Example Scripts

This page contains multiple example scripts that are written in Python 3.8. Each example consists of a description, and the code listing.

Retrieving datasets

To retrieve datasets, follow these steps:

  1. Create an account on our Developer Portal, and use this account to request an API key with permissions to list and get files from a dataset, or use the anonymous API key listed in the Obtain an API key section;
  2. List the files in a dataset;
  3. Retrieve a download url for a file in the dataset;
  4. Download the file using the retrieved url.

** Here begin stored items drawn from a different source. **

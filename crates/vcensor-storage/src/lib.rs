//! Direct-to-store blob transfer.
//!
//! The raw file bytes never route through the control plane: they are
//! written straight to the blob store with a presigned URL as the only
//! authorization.

pub mod error;
pub mod uploader;

pub use error::{StorageError, StorageResult};
pub use uploader::BlobUploader;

List 10 files in the Actuele10mindataKNMIstations dataset

curl --location --request GET \
"https://api.dataplatform.knmi.nl/open-data/datasets/Actuele10mindataKNMIstations/versions/2/files" \
--header "Authorization: <API_KEY>"

List 15 files in Actuele10mindataKNMIstations dataset

curl --location --request GET -G \
"https://api.dataplatform.knmi.nl/open-data/datasets/Actuele10mindataKNMIstations/versions/2/files" \
-d maxKeys=15 \
--header "Authorization: <API_KEY>"

List the first 15 files ordered alphabetically after the given value for startAfterFileName

curl --location --request GET -G \
"https://api.dataplatform.knmi.nl/open-data/datasets/Actuele10mindataKNMIstations/versions/2/files" \
-d maxKeys=15 \
-d startAfterFilename=KMDS__OPER_P___10M_OBS_L2_202007162330.nc \
--header "Authorization: <API_KEY>"

Listing the first 10 files of today and retrieving the first one

from datetime import datetime
from pathlib import Path
import requests

api_url = "https://api.dataplatform.knmi.nl/open-data"


def main():
    # Parameters
    api_key = "<API_KEY>"
    dataset_name = "Actuele10mindataKNMIstations"
    dataset_version = "2"
    max_keys = "10"

    # Use list files request to request first 10 files of the day.
    timestamp = datetime.utcnow().date().strftime("%Y%m%d")
    start_after_filename_prefix = f"KMDS__OPER_P___10M_OBS_L2_{timestamp}"
    list_files_response = requests.get(f"{api_url}/datasets/{dataset_name}/versions/{dataset_version}/files",
                                       headers={"Authorization": api_key},
                                       params={"maxKeys": max_keys,
                                               "startAfterFilename": start_after_filename_prefix})
    list_files = list_files_response.json()
    dataset_files = list_files.get("files")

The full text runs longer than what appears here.